#### [Required work]
Pick out and copy every line below that has the word "Maria".

#### [Data]
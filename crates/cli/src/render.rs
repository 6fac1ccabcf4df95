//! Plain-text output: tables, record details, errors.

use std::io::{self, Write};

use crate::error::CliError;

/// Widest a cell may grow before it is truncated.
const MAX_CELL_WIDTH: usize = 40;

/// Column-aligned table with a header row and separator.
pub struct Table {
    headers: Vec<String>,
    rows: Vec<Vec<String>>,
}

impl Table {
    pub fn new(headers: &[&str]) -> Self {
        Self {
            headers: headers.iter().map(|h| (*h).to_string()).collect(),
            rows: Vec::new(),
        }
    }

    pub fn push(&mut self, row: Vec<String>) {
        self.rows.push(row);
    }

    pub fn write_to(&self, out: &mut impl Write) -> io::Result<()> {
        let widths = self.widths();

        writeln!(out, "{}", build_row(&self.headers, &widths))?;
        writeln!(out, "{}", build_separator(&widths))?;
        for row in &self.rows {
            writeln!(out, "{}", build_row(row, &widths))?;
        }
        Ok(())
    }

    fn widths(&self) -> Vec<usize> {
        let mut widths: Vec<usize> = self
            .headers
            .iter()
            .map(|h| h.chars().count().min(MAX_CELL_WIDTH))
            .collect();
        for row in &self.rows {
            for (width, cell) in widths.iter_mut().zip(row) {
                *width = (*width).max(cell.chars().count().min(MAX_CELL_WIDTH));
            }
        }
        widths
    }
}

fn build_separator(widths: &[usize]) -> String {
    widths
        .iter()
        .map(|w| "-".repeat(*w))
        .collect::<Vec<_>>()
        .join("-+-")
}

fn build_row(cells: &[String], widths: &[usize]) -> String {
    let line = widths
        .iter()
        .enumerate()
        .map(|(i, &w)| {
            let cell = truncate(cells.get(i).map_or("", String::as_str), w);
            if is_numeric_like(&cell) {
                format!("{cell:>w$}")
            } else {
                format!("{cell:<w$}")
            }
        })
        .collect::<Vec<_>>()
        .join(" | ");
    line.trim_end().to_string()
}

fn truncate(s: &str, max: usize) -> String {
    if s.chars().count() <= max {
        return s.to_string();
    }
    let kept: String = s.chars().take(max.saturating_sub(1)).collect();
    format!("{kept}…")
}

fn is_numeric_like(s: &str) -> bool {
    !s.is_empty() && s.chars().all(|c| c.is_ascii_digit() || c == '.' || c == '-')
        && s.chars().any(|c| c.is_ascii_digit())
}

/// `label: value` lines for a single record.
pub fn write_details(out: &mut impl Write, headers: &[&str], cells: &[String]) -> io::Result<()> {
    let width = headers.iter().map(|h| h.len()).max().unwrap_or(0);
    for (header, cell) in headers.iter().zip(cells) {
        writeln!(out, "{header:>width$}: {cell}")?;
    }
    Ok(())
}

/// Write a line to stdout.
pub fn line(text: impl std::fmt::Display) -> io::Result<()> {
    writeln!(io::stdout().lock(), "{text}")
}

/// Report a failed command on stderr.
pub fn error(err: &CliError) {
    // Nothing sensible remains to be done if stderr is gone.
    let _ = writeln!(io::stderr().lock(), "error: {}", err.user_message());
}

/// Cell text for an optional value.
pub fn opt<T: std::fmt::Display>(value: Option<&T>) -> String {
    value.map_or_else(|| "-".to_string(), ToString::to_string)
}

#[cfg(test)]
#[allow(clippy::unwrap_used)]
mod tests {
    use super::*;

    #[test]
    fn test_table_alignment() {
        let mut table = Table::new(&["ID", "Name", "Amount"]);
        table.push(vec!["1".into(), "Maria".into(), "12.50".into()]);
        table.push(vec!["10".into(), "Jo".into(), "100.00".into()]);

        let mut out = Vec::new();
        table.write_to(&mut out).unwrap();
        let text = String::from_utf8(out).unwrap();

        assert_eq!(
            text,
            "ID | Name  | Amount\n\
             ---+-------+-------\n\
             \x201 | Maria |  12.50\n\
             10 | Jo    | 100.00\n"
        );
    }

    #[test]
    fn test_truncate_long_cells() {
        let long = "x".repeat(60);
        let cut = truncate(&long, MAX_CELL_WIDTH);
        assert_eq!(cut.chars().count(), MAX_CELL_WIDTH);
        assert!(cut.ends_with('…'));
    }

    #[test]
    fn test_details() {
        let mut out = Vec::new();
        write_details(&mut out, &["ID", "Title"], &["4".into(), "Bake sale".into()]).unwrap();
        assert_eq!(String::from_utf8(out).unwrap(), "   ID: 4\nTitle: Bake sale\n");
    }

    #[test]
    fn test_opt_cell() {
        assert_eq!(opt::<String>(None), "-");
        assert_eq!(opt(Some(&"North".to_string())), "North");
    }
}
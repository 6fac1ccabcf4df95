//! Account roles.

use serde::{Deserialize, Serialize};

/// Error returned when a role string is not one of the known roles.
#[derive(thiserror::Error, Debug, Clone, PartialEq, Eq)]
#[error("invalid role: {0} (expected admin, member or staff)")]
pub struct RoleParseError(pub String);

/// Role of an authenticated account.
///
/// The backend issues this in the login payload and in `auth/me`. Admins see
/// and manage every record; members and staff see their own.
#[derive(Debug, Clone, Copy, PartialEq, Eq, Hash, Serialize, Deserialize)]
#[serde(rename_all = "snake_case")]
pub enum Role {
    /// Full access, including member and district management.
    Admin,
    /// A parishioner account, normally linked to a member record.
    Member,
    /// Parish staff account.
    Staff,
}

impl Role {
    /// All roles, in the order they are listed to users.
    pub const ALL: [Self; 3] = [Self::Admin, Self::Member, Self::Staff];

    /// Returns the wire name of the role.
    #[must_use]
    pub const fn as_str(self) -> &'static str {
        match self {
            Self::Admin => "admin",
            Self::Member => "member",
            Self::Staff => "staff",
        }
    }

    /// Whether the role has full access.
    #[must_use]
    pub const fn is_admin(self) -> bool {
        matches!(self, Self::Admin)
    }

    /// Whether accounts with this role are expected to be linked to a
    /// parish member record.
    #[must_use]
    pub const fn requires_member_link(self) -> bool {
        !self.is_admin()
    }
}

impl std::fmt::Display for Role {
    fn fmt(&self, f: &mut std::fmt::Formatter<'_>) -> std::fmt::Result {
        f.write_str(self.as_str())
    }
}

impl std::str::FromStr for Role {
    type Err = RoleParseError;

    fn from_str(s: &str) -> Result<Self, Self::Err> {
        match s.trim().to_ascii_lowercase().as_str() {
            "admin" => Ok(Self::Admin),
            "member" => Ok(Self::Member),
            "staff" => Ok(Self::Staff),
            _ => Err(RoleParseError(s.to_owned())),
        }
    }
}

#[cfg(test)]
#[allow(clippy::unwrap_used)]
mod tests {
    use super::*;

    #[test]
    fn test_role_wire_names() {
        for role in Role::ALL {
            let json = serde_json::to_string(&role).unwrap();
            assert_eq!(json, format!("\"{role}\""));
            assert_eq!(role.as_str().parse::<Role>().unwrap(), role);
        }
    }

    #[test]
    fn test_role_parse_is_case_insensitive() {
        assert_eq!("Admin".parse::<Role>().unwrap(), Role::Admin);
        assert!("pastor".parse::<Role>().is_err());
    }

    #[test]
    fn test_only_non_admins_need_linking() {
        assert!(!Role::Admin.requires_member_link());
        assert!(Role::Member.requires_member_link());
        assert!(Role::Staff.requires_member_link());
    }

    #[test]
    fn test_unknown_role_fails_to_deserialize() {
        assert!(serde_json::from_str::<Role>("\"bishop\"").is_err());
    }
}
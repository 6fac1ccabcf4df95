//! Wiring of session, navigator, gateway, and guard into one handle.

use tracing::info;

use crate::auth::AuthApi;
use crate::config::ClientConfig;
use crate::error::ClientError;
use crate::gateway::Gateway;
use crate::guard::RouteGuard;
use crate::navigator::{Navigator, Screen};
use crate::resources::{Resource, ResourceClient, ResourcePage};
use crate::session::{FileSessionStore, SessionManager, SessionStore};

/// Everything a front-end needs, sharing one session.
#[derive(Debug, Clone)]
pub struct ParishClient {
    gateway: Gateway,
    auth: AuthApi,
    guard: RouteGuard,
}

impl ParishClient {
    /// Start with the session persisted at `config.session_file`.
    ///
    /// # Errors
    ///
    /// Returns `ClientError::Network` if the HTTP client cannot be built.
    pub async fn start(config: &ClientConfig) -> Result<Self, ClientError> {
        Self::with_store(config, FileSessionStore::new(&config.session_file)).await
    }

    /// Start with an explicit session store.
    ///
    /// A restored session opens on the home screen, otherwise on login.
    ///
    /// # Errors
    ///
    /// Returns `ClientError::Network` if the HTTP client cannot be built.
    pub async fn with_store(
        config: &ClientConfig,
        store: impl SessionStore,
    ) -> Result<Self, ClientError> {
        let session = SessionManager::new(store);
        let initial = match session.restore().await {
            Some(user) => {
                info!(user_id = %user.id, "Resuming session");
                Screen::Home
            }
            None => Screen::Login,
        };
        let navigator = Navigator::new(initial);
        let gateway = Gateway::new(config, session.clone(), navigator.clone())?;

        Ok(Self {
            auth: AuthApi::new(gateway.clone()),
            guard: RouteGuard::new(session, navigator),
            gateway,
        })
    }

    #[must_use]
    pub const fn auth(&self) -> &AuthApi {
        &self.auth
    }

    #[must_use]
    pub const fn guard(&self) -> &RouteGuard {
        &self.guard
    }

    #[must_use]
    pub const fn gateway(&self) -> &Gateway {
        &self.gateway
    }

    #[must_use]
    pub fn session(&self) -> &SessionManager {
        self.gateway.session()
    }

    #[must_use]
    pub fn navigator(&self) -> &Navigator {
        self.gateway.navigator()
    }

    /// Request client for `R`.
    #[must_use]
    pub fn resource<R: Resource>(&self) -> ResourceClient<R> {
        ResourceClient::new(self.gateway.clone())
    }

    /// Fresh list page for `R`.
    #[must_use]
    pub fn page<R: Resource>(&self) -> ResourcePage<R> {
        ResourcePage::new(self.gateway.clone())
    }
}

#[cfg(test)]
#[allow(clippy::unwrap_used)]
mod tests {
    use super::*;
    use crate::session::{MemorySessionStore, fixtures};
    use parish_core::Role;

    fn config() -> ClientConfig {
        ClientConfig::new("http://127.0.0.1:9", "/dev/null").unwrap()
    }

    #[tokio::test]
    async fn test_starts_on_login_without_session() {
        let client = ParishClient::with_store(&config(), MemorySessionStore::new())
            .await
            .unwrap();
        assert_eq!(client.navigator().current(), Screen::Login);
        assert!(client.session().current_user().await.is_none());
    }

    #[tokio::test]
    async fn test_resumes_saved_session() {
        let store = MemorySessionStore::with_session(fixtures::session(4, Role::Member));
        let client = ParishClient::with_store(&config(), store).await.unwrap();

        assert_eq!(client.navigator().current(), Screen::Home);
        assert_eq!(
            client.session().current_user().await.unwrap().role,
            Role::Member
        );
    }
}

#### [Solution to the exercise]
        table.push(vec!["1".into(), "Maria".into(), "12.50".into()]);
             \x201 | Maria |  12.50\n\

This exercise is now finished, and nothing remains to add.